How could the court change?
Kavanaugh’s is the rare Supreme Court nomination that could dramatically alter the court.
Usually a president is replacing one liberal with another, or one conservative with someone else on the right. Both of President Barack Obama’s nominations fit that pattern, for instance, as did Trump’s choice of Gorsuch to take the place of Justice Antonin Scalia after his death.
But Kavanaugh would be replacing a pivotal justice, one who most of the time voted with fellow conservatives but sided with liberals on some of the most important decisions the court made on social issues.
Kavanaugh’s confirmation would probably mean that Chief Justice John G. Roberts Jr. would become the court’s justice-in-the-middle. That is an unusual role for a chief justice. He has formed a majority with liberals in only a handful of cases.

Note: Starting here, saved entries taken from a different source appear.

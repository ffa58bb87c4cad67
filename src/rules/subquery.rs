use super::{Finding, Rule, RuleCategory, RuleInfo, Severity};
use crate::{
    lexer::TokenKind,
    query::{AuditContext, ClauseKind}
};

/// `IN (SELECT ...)`
pub struct InSubquery;

impl Rule for InSubquery {
    fn info(&self) -> RuleInfo {
        RuleInfo {
            id:       "SUB.001",
            summary:  "Rewrite IN (subquery) as a JOIN",
            severity: Severity::Info,
            category: RuleCategory::Performance,
            case:     "select c1 from t1 where id in (select id from t2)"
        }
    }

    fn check(&self, ctx: &AuditContext) -> Option<Finding> {
        let token = ctx.tokens.windows(3).find_map(|w| {
            let subquery = w[0].is_word("in")
                && w[1].kind == TokenKind::LParen
                && (w[2].is_word("select") || w[2].is_word("with"));
            subquery.then_some(&w[0])
        })?;
        Some(
            Finding::new(
                &self.info(),
                "IN (SELECT ...) may run the subquery per row on older servers; a JOIN is usually faster"
            )
            .at(token.offset)
        )
    }
}

/// UNION without ALL
pub struct UnionWithoutAll;

impl Rule for UnionWithoutAll {
    fn info(&self) -> RuleInfo {
        RuleInfo {
            id:       "SUB.002",
            summary:  "Prefer UNION ALL over UNION",
            severity: Severity::Info,
            category: RuleCategory::Performance,
            case:     "select c1 from t1 union select c1 from t2"
        }
    }

    fn check(&self, ctx: &AuditContext) -> Option<Finding> {
        let union = ctx.clauses_of(ClauseKind::Union).find(|c| {
            ctx.tokens[c.keyword].is_word("union")
                && !ctx.body(c).first().is_some_and(|t| t.is_word("all"))
        })?;
        Some(
            Finding::new(
                &self.info(),
                "UNION removes duplicates with an extra sort; use UNION ALL when rows are already distinct"
            )
            .at(ctx.tokens[union.keyword].offset)
        )
    }
}

/// Subqueries nested too deep
pub struct DeepSubquery {
    pub max_depth: usize
}

impl Rule for DeepSubquery {
    fn info(&self) -> RuleInfo {
        RuleInfo {
            id:       "SUB.004",
            summary:  "Subquery nesting is too deep",
            severity: Severity::Warning,
            category: RuleCategory::Performance,
            case:     "select c1 from t1 where id in (select id from t2 where id in (select id from t3 where id in (select id from t4 where id in (select id from t5))))"
        }
    }

    fn check(&self, ctx: &AuditContext) -> Option<Finding> {
        let depth = ctx.subquery_depth();
        (depth > self.max_depth).then(|| {
            Finding::new(
                &self.info(),
                format!(
                    "Subqueries are nested {} levels deep (limit {}); flatten them into joins",
                    depth, self.max_depth
                )
            )
        })
    }
}

/// LIMIT inside a subquery
pub struct LimitInSubquery;

impl Rule for LimitInSubquery {
    fn info(&self) -> RuleInfo {
        RuleInfo {
            id:       "SUB.005",
            summary:  "LIMIT inside a subquery",
            severity: Severity::Error,
            category: RuleCategory::Correctness,
            case:     "select c1 from tbl where c2 in (select c2 from t2 limit 10)"
        }
    }

    fn check(&self, ctx: &AuditContext) -> Option<Finding> {
        let token = ctx
            .tokens
            .iter()
            .zip(&ctx.nesting)
            .find_map(|(t, &level)| (level > 0 && t.is_word("limit")).then_some(t))?;
        Some(
            Finding::new(
                &self.info(),
                "MySQL does not support LIMIT in IN/ALL/ANY/SOME subqueries"
            )
            .at(token.offset)
        )
    }
}
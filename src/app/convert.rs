//! Type conversion functions for CLI to internal types.

use crate::{
    cli::{Dialect, Format},
    output::OutputFormat,
    query::SqlDialect
};

/// Converts a CLI dialect enum to the internal SQL dialect type.
///
/// The CLI exposes lower-case dialect names through clap; the advisor
/// parses statements with the matching sqlparser dialect.
///
/// # Arguments
///
/// * `dialect` - The dialect given with `--dialect`
///
/// # Returns
///
/// The corresponding internal `SqlDialect` variant.
///
/// # Example
///
/// ```
/// use sql_advisor::{app::convert_dialect, cli::Dialect, query::SqlDialect};
///
/// let dialect = convert_dialect(Dialect::Mysql);
/// assert!(matches!(dialect, SqlDialect::MySQL));
/// ```
pub fn convert_dialect(dialect: Dialect) -> SqlDialect {
    match dialect {
        Dialect::Generic => SqlDialect::Generic,
        Dialect::Mysql => SqlDialect::MySQL,
        Dialect::Postgresql => SqlDialect::PostgreSQL,
        Dialect::Sqlite => SqlDialect::SQLite
    }
}

/// Converts a CLI format enum to the internal output format type.
///
/// # Arguments
///
/// * `format` - The format given with `-f` / `--output-format`
///
/// # Returns
///
/// The corresponding internal `OutputFormat` variant.
///
/// # Example
///
/// ```
/// use sql_advisor::{app::convert_format, cli::Format, output::OutputFormat};
///
/// let format = convert_format(Format::Yaml);
/// assert!(matches!(format, OutputFormat::Yaml));
/// ```
pub fn convert_format(format: Format) -> OutputFormat {
    match format {
        Format::Text => OutputFormat::Text,
        Format::Json => OutputFormat::Json,
        Format::Yaml => OutputFormat::Yaml
    }
}
//! Rule execution engine.
//!
//! Runs every registered rule against one [`AuditContext`] and collects
//! the findings into a map keyed by rule id. A rule that panics or reports
//! a finding under a foreign id is logged and left out; the remaining rules
//! still run.

use std::{
    collections::BTreeMap,
    panic::{AssertUnwindSafe, catch_unwind},
    sync::Arc
};

use rayon::prelude::*;
use tracing::{debug, warn};

use crate::{
    cancel::CancellationToken,
    error::EngineError,
    query::AuditContext,
    registry::Registry,
    rules::{Finding, Rule},
    suppression::SuppressionSet
};

/// Findings of one analysis, ordered by rule id.
pub type Findings = BTreeMap<&'static str, Finding>;

enum Outcome {
    Found(Finding),
    Clean,
    Cancelled
}

/// Evaluates the registry against audit contexts.
#[derive(Debug, Clone)]
pub struct Engine {
    registry: Arc<Registry>,
    parallel: bool
}

impl Engine {
    pub fn new(registry: Arc<Registry>) -> Self {
        Self {
            registry,
            parallel: false
        }
    }

    /// Evaluate the rules of one statement on the rayon pool.
    pub fn with_parallel(mut self, parallel: bool) -> Self {
        self.parallel = parallel;
        self
    }

    pub fn registry(&self) -> &Arc<Registry> {
        &self.registry
    }

    /// Run all active rules against `ctx`.
    ///
    /// Returns [`EngineError::Cancelled`] without partial results when the
    /// token fires before every rule has run.
    pub fn analyze(
        &self,
        ctx: &AuditContext,
        suppression: &SuppressionSet,
        cancel: &CancellationToken
    ) -> Result<Findings, EngineError> {
        let active: Vec<&dyn Rule> = self
            .registry
            .all()
            .filter(|rule| !rule.is_placeholder())
            .filter(|rule| {
                let id = rule.info().id;
                let suppressed = suppression.is_suppressed(id);
                if suppressed {
                    debug!(rule = id, "rule suppressed");
                }
                !suppressed
            })
            .collect();

        let outcomes: Vec<Outcome> = if self.parallel {
            active
                .par_iter()
                .map(|rule| self.evaluate(*rule, ctx, cancel))
                .collect()
        } else {
            let mut outcomes = Vec::with_capacity(active.len());
            for rule in &active {
                let outcome = self.evaluate(*rule, ctx, cancel);
                let stop = matches!(outcome, Outcome::Cancelled);
                outcomes.push(outcome);
                if stop {
                    break;
                }
            }
            outcomes
        };

        let mut findings = Findings::new();
        for outcome in outcomes {
            match outcome {
                Outcome::Found(finding) => {
                    findings.insert(finding.rule_id, finding);
                }
                Outcome::Clean => {}
                Outcome::Cancelled => {
                    debug!("analysis cancelled");
                    return Err(EngineError::Cancelled);
                }
            }
        }
        Ok(findings)
    }

    fn evaluate(&self, rule: &dyn Rule, ctx: &AuditContext, cancel: &CancellationToken) -> Outcome {
        if cancel.is_cancelled() {
            return Outcome::Cancelled;
        }
        let id = rule.info().id;
        let finding = match catch_unwind(AssertUnwindSafe(|| rule.check(ctx))) {
            Ok(Some(finding)) => finding,
            Ok(None) => return Outcome::Clean,
            Err(payload) => {
                let reason = payload
                    .downcast_ref::<&str>()
                    .map(|s| s.to_string())
                    .or_else(|| payload.downcast_ref::<String>().cloned())
                    .unwrap_or_else(|| String::from("unknown panic"));
                warn!(rule = id, %reason, "rule execution fault, finding omitted");
                return Outcome::Clean;
            }
        };
        if finding.rule_id != id {
            warn!(
                rule = id,
                reported = finding.rule_id,
                "rule reported a finding under another id, discarded"
            );
            return Outcome::Clean;
        }
        let mut finding = finding;
        if let Some(severity) = self.registry.severity_override(id) {
            finding.severity = severity;
        }
        Outcome::Found(finding)
    }
}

In the court’s most recent decisions on affirmative action, abortion and gay rights, for instance, Kennedy provided the deciding vote and Roberts sided with conservatives in the minority.

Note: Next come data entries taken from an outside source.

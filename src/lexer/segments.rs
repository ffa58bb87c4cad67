//! Quote and comment aware scanning of raw SQL text.
//!
//! Used for the two text-level operations that must not disturb the original
//! statement: comment stripping and splitting a script into statements.

use std::ops::Range;

#[derive(Debug, Clone, Copy, PartialEq, Eq)]
enum SegmentKind {
    Code,
    Quoted,
    Comment,
    Hint
}

#[derive(Debug)]
struct Segment {
    kind:  SegmentKind,
    range: Range<usize>
}

/// Start of a `--` comment: two dashes followed by whitespace, a control
/// character or the end of input.
pub(crate) fn is_dash_comment(bytes: &[u8], at: usize) -> bool {
    bytes.get(at) == Some(&b'-')
        && bytes.get(at + 1) == Some(&b'-')
        && bytes
            .get(at + 2)
            .is_none_or(|b| b.is_ascii_whitespace() || b.is_ascii_control())
}

/// End of a quoted run starting at `start` (exclusive), or `None` when the
/// quote is never closed. Handles doubled quotes and backslash escapes.
pub(crate) fn quoted_end(bytes: &[u8], start: usize) -> Option<usize> {
    let quote = bytes[start];
    let escapes = quote != b'`';
    let mut pos = start + 1;
    while pos < bytes.len() {
        let b = bytes[pos];
        if escapes && b == b'\\' {
            pos += 2;
            continue;
        }
        if b == quote {
            if bytes.get(pos + 1) == Some(&quote) {
                pos += 2;
                continue;
            }
            return Some(pos + 1);
        }
        pos += 1;
    }
    None
}

fn scan(sql: &str) -> Vec<Segment> {
    let bytes = sql.as_bytes();
    let mut segments = Vec::new();
    let mut code_start = 0;
    let mut pos = 0;
    let push = |segments: &mut Vec<Segment>, kind, range: Range<usize>| {
        if !range.is_empty() {
            segments.push(Segment {
                kind,
                range
            });
        }
    };
    while pos < bytes.len() {
        let b = bytes[pos];
        let (kind, end) = match b {
            b'\'' | b'"' | b'`' => match quoted_end(bytes, pos) {
                Some(end) => (SegmentKind::Quoted, end),
                None => (SegmentKind::Quoted, bytes.len())
            },
            b'#' => (SegmentKind::Comment, line_end(bytes, pos)),
            b'-' if is_dash_comment(bytes, pos) => (SegmentKind::Comment, line_end(bytes, pos)),
            b'/' if bytes.get(pos + 1) == Some(&b'*') => {
                let kind = match bytes.get(pos + 2) {
                    Some(b'!') | Some(b'+') => SegmentKind::Hint,
                    _ => SegmentKind::Comment
                };
                match find(bytes, pos + 2, b"*/") {
                    Some(close) => (kind, close + 2),
                    // left in place so the strict lexer reports it
                    None => (SegmentKind::Code, bytes.len())
                }
            }
            _ => {
                pos += 1;
                continue;
            }
        };
        push(&mut segments, SegmentKind::Code, code_start..pos);
        push(&mut segments, kind, pos..end);
        pos = end;
        code_start = end;
    }
    push(&mut segments, SegmentKind::Code, code_start..bytes.len());
    segments
}

pub(crate) fn line_end(bytes: &[u8], from: usize) -> usize {
    bytes[from..]
        .iter()
        .position(|&b| b == b'\n')
        .map_or(bytes.len(), |p| from + p)
}

pub(crate) fn find(bytes: &[u8], from: usize, needle: &[u8]) -> Option<usize> {
    bytes
        .get(from..)?
        .windows(needle.len())
        .position(|w| w == needle)
        .map(|p| from + p)
}

/// Remove `--`, `#` and `/* */` comments outside of quotes and trim the
/// result. Optimizer hints (`/*+ */`) and executable comments (`/*! */`) are
/// kept.
///
/// ```
/// use sql_advisor::lexer::strip_comments;
///
/// assert_eq!(strip_comments("select 1 -- trailing"), "select 1");
/// assert_eq!(strip_comments("-- just a comment"), "");
/// assert_eq!(strip_comments("select '--' /* c */ from t"), "select '--'   from t");
/// ```
pub fn strip_comments(sql: &str) -> String {
    let mut out = String::with_capacity(sql.len());
    for segment in scan(sql) {
        match segment.kind {
            SegmentKind::Comment => out.push(' '),
            _ => out.push_str(&sql[segment.range])
        }
    }
    out.trim().to_string()
}

/// Split a script into statements on top-level `;`.
///
/// Pieces that contain nothing but whitespace and comments are dropped.
pub fn split_statements(sql: &str) -> Vec<String> {
    let mut statements = Vec::new();
    let mut start = 0;
    for segment in scan(sql) {
        if segment.kind != SegmentKind::Code {
            continue;
        }
        for (i, b) in sql[segment.range.clone()].bytes().enumerate() {
            if b == b';' {
                let end = segment.range.start + i;
                push_statement(&mut statements, &sql[start..end]);
                start = end + 1;
            }
        }
    }
    push_statement(&mut statements, &sql[start..]);
    statements
}

fn push_statement(statements: &mut Vec<String>, piece: &str) {
    if !strip_comments(piece).is_empty() {
        statements.push(piece.trim().to_string());
    }
}

#[cfg(test)]
mod tests {
    use super::*;

    #[test]
    fn test_dash_comment_requires_space() {
        assert_eq!(strip_comments("select 1--2"), "select 1--2");
        assert_eq!(strip_comments("select 1 -- 2"), "select 1");
    }

    #[test]
    fn test_hash_comment_until_newline() {
        assert_eq!(strip_comments("select a # note\nfrom t"), "select a  \nfrom t");
    }

    #[test]
    fn test_hint_is_kept() {
        let sql = "select /*+ MAX_EXECUTION_TIME(1000) */ a from t";
        assert_eq!(strip_comments(sql), sql);
    }

    #[test]
    fn test_quoted_comment_markers_are_kept() {
        assert_eq!(strip_comments("select '# no' from t"), "select '# no' from t");
        assert_eq!(strip_comments("select 'it''s -- x'"), "select 'it''s -- x'");
    }

    #[test]
    fn test_unterminated_block_comment_is_left_in_place() {
        assert_eq!(strip_comments("select 1 /* open"), "select 1 /* open");
    }

    #[test]
    fn test_split_ignores_quoted_semicolons() {
        let parts = split_statements("select ';' from t; -- c\n; update t set a = 1;");
        assert_eq!(parts, vec!["select ';' from t", "update t set a = 1"]);
    }
}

Does this mean abortion will be outlawed?
Not necessarily. But it would indicate that more of the restrictions on the procedure that some states have enacted would be approved by the Supreme Court.
Kennedy was part of the majority that in a 1992 case, Planned Parenthood v. Casey, upheld the basic guarantee of Roe v. Wade that a woman has a right to obtain an abortion. While the decision acknowledged a state’s interest in protecting fetal life, it said restrictions could not impose an “undue burden” on a woman’s right.
The fight since then has been over where to draw that line.
It’s possible that a court without Kennedy would overturn Casey and, by extension, Roe. But it could also whittle away at the right by approving more restrictions.
In the court’s most recent look at abortion rights, Kennedy sided with the court’s liberals in striking down a Texas law that imposed additional requirements of doctors and clinics. The majority said they were pretext for restricting access.
Trump said during the campaign he would nominate only “pro-life judges,” and it is likely that Gorsuch and Kavanaugh, if they had been on the court at the time, would have sided with the other conservatives to uphold the law.
There are numerous challenges to abortion restrictions imposed by states on their way to the Supreme Court.
Will the health-care law be overturned?
That is certainly one reason Democrats give for opposing Kavanaugh’s nomination. Another challenge to the Affordable Care Act has been filed by states that say recent action by Congress has undermined the legal argument the Supreme Court used to uphold the law.
Kavanaugh may be amenable to such an argument, but this is one area where his replacement of Kennedy does not necessarily shift the court.
Kennedy was in the minority when Roberts joined the court’s liberals to uphold the health-care law on a 5-to-4 vote in 2010. The five justices that made up the majority are still on the court. Kennedy did vote with them in a second challenge to the ACA, but his sixth vote was unnecessary to the outcome.